Ediciones Kultrún, 2007

Ana Iris Salgado

 

El MISÓGINO
(A M. Bandet, la musa trágica)

Alberto apenas podía escribir, le costaba hacerlo junto a la música de Vangelis que bajaba por las escaleras, en medio de grititos y risas coquetas.

Las mujeres se divertían frente a los espejos plagados de vestidos translúcidos y carteras doradas. Lentejuelas relucientes, hilos de oro, entre sedas y telas finas. Tan solo una mueca de desagrado en el rostro, un leve pestañear en los ojos, las delataba en su mundo de Chanel legítimo. Alberto las conocía detalladamente: en su condición de misógino, las odiaba con intensidad, pero con una firmeza que velaba todo atisbo de aquel sentimiento. Para él, todas ellas eran Margaret, esa pérfida que olvidó la promesa que ambos se habían hecho a los 14 años, cuando ella sólo era Margarita, una pobre muñeca marginal. Ahora todas las mujeres eran Margaret: tontas, insensibles y vacías.

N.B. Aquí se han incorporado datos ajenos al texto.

//! Fake Across REST API served by axum on an ephemeral port

use axum::{
	extract::{Query, State},
	http::StatusCode,
	response::{IntoResponse, Response},
	routing::get,
	Json, Router,
};
use serde_json::json;
use std::collections::HashMap;
use std::sync::atomic::{AtomicU32, Ordering};
use std::sync::Arc;
use tokio::task::JoinHandle;
use url::Url;

/// Deposit hash the fake reports as not indexed yet
pub const UNINDEXED_DEPOSIT: &str =
	"0x0000000000000000000000000000000000000000000000000000000000000000";

#[derive(Debug, Default)]
pub struct ServerState {
	/// Number of upcoming `suggested-fees` requests answered with 503
	pub fee_outages: AtomicU32,
	pub fee_requests: AtomicU32,
	pub route_requests: AtomicU32,
}

pub struct FakeAcrossServer {
	pub base_url: Url,
	pub state: Arc<ServerState>,
	pub handle: JoinHandle<()>,
}

impl FakeAcrossServer {
	pub async fn spawn() -> Result<Self, Box<dyn std::error::Error>> {
		let state = Arc::new(ServerState::default());
		let app = Router::new()
			.route("/api/available-routes", get(available_routes))
			.route("/api/suggested-fees", get(suggested_fees))
			.route("/api/deposit/status", get(deposit_status))
			.with_state(state.clone());

		let listener = tokio::net::TcpListener::bind("127.0.0.1:0").await?;
		let addr = listener.local_addr()?;
		let handle = tokio::spawn(async move {
			axum::serve(listener, app).await.ok();
		});

		Ok(Self {
			base_url: Url::parse(&format!("http://{addr}/api"))?,
			state,
			handle,
		})
	}
}

impl Drop for FakeAcrossServer {
	fn drop(&mut self) {
		self.handle.abort();
	}
}

type Params = Query<HashMap<String, String>>;

fn param<'a>(params: &'a HashMap<String, String>, name: &str) -> &'a str {
	params.get(name).map(String::as_str).unwrap_or_default()
}

fn error(status: StatusCode, code: &str, message: &str) -> Response {
	(status, Json(json!({ "code": code, "message": message }))).into_response()
}

async fn available_routes(
	State(state): State<Arc<ServerState>>,
	Query(params): Params,
) -> Response {
	state.route_requests.fetch_add(1, Ordering::SeqCst);
	let origin = param(&params, "originChainId");
	let destination = param(&params, "destinationChainId");
	if origin != "84532" || destination != "11155111" {
		return Json(json!([])).into_response();
	}
	Json(json!([{
		"originChainId": 84532,
		"destinationChainId": 11155111,
		"originToken": "0x036CbD53842c5426634e7929541eC2318f3dCF7e",
		"destinationToken": "0x1c7D4B196Cb0C7B01d743Fbc6116a902379C7238",
		"originTokenSymbol": "USDC",
		"destinationTokenSymbol": "USDC",
		"isNative": false
	}]))
	.into_response()
}

async fn suggested_fees(State(state): State<Arc<ServerState>>, Query(params): Params) -> Response {
	state.fee_requests.fetch_add(1, Ordering::SeqCst);
	let outage = state
		.fee_outages
		.fetch_update(Ordering::SeqCst, Ordering::SeqCst, |n| n.checked_sub(1))
		.is_ok();
	if outage {
		return error(StatusCode::SERVICE_UNAVAILABLE, "SERVICE_UNAVAILABLE", "Try again later");
	}

	if param(&params, "destinationChainId") == "80001" {
		return error(
			StatusCode::BAD_REQUEST,
			"ROUTE_NOT_ENABLED",
			"Route is not enabled",
		);
	}
	let amount: u64 = param(&params, "amount").parse().unwrap_or_default();
	if amount < 500_000 {
		return error(
			StatusCode::BAD_REQUEST,
			"AMOUNT_TOO_LOW",
			"Sent amount is too low relative to fees",
		);
	}
	if param(&params, "inputToken").is_empty() || param(&params, "depositor").is_empty() {
		return error(StatusCode::BAD_REQUEST, "INVALID_PARAM", "Missing parameter");
	}

	let relay_fee = amount / 1_000;
	Json(json!({
		"estimatedFillTimeSec": 12,
		"timestamp": "1754342087",
		"isAmountTooLow": false,
		"quoteBlock": "23070320",
		"exclusiveRelayer": "0x0000000000000000000000000000000000000000",
		"exclusivityDeadline": 0,
		"spokePoolAddress": "0x82B564983aE7274c86695917BBf8C99ECb6F0F8F",
		"totalRelayFee": { "pct": "1000000000000000", "total": relay_fee.to_string() },
		"relayerCapitalFee": { "pct": "100000000000000", "total": (relay_fee / 10).to_string() },
		"relayerGasFee": { "pct": "900000000000000", "total": (relay_fee - relay_fee / 10).to_string() },
		"lpFee": { "pct": "0", "total": "0" },
		"limits": {
			"minDeposit": "500000",
			"maxDeposit": "1000000000000",
			"maxDepositInstant": "250000000000",
			"maxDepositShortDelay": "1000000000000",
			"recommendedDepositInstant": "250000000000"
		},
		"fillDeadline": "1754353917",
		"outputAmount": (amount - relay_fee).to_string(),
		"id": "fake-across-quote"
	}))
	.into_response()
}

async fn deposit_status(Query(params): Params) -> Response {
	let tx_hash = param(&params, "depositTxHash");
	if tx_hash == UNINDEXED_DEPOSIT {
		return (
			StatusCode::NOT_FOUND,
			Json(json!({ "error": "DepositNotFoundException", "message": "Deposit not found" })),
		)
			.into_response();
	}
	Json(json!({
		"status": "filled",
		"originChainId": param(&params, "originChainId").parse::<u64>().unwrap_or_default(),
		"depositId": 1042,
		"depositTxHash": tx_hash,
		"fillTx": format!("0x{}", "cd".repeat(32)),
		"destinationChainId": 11155111
	}))
	.into_response()
}
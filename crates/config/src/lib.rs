//! Bridge Configuration
//!
//! Settings, environment-backed values and startup logging for the Across bridge.

pub mod configurable_value;
pub mod loader;
pub mod settings;
pub mod startup_logger;

pub use configurable_value::{ConfigurableValue, ConfigurableValueError, ValueType};
pub use loader::{load_config, load_config_from_toml};
pub use settings::{
	BridgeSettings, ChainSettings, ConfigError, ExecutionSettings, LogFormat, LoggingSettings,
	RetrySettings, Settings, TimeoutSettings, WalletSettings, ACROSS_MAINNET_API_URL,
	ACROSS_TESTNET_API_URL,
};
pub use startup_logger::{log_providers_ready, log_service_info, log_service_shutdown};
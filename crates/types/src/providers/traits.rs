//! Chain access traits
//!
//! The engine never talks to an RPC library directly. Everything it needs from
//! a chain goes through [`ChainClient`], and connections are opened through a
//! [`ChainConnector`], so the orchestration logic can be exercised against
//! in-memory fakes.

use super::{ChainResult, DepositCall, TransactionOutcome};
use crate::ChainDescriptor;
use alloy::primitives::{Address, TxHash, U256};
use async_trait::async_trait;
use std::fmt::Debug;
use std::sync::Arc;
use std::time::Duration;
use url::Url;

/// Read and write access to a single chain on behalf of one signing credential
#[async_trait]
pub trait ChainClient: Send + Sync + Debug {
	/// Chain this client is bound to
	fn chain_id(&self) -> u64;

	/// Address of the signing credential that pays for and signs transactions
	fn signer_address(&self) -> Address;

	/// Latest block height, used as the liveness probe
	async fn block_number(&self) -> ChainResult<u64>;

	/// Native asset balance in wei
	async fn native_balance(&self, owner: Address) -> ChainResult<U256>;

	/// ERC-20 `balanceOf`
	async fn token_balance(&self, token: Address, owner: Address) -> ChainResult<U256>;

	/// ERC-20 `allowance`
	async fn allowance(&self, token: Address, owner: Address, spender: Address)
		-> ChainResult<U256>;

	/// Current gas price in wei
	async fn gas_price(&self) -> ChainResult<u128>;

	/// Gas units for `approve(spender, amount)` sent by the signer
	async fn estimate_approval_gas(
		&self,
		token: Address,
		spender: Address,
		amount: U256,
	) -> ChainResult<u64>;

	/// Gas units for the SpokePool deposit sent by the signer
	async fn estimate_deposit_gas(&self, deposit: &DepositCall) -> ChainResult<u64>;

	/// Sign and broadcast `approve(spender, amount)`, returning once the node accepted it
	async fn submit_approval(
		&self,
		token: Address,
		spender: Address,
		amount: U256,
	) -> ChainResult<TxHash>;

	/// Sign and broadcast the SpokePool deposit, returning once the node accepted it
	async fn submit_deposit(&self, deposit: &DepositCall) -> ChainResult<TxHash>;

	/// Wait until `tx_hash` is mined with at least `confirmations` blocks on top
	async fn wait_for_confirmations(
		&self,
		tx_hash: TxHash,
		confirmations: u64,
		timeout: Duration,
	) -> ChainResult<TransactionOutcome>;

	/// Release any resources held by the connection
	async fn shutdown(&self) {}
}

/// Opens [`ChainClient`] connections for configured endpoints
#[async_trait]
pub trait ChainConnector: Send + Sync + Debug {
	async fn connect(
		&self,
		chain: &ChainDescriptor,
		rpc_url: &Url,
	) -> ChainResult<Arc<dyn ChainClient>>;
}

Por eso la música se elevaba aún más y él juntaba las letras atropelladamente para escribir su última voluntad. Siempre supo que ser zurdo era como un castigo, pero que ensayo tras ensayo había logrado realmente ejecutar su mano derecha; esa que ahora lo vengaría de todas las crueldades.

A ratos avanzaba al balcón y descargaba su mirada en cada una de ellas. Todas se parecían a Margaret. Miren que ponerse tanto collar, tanto gimnasio y el bótox. Esas flores en el pelo. Flores que echarían raíces y que luego putrefactas debían ser arrojadas a la basura, junto con ellas. ¿En qué se podría reciclar una mujer? Para un misógino no existe tal posibilidad.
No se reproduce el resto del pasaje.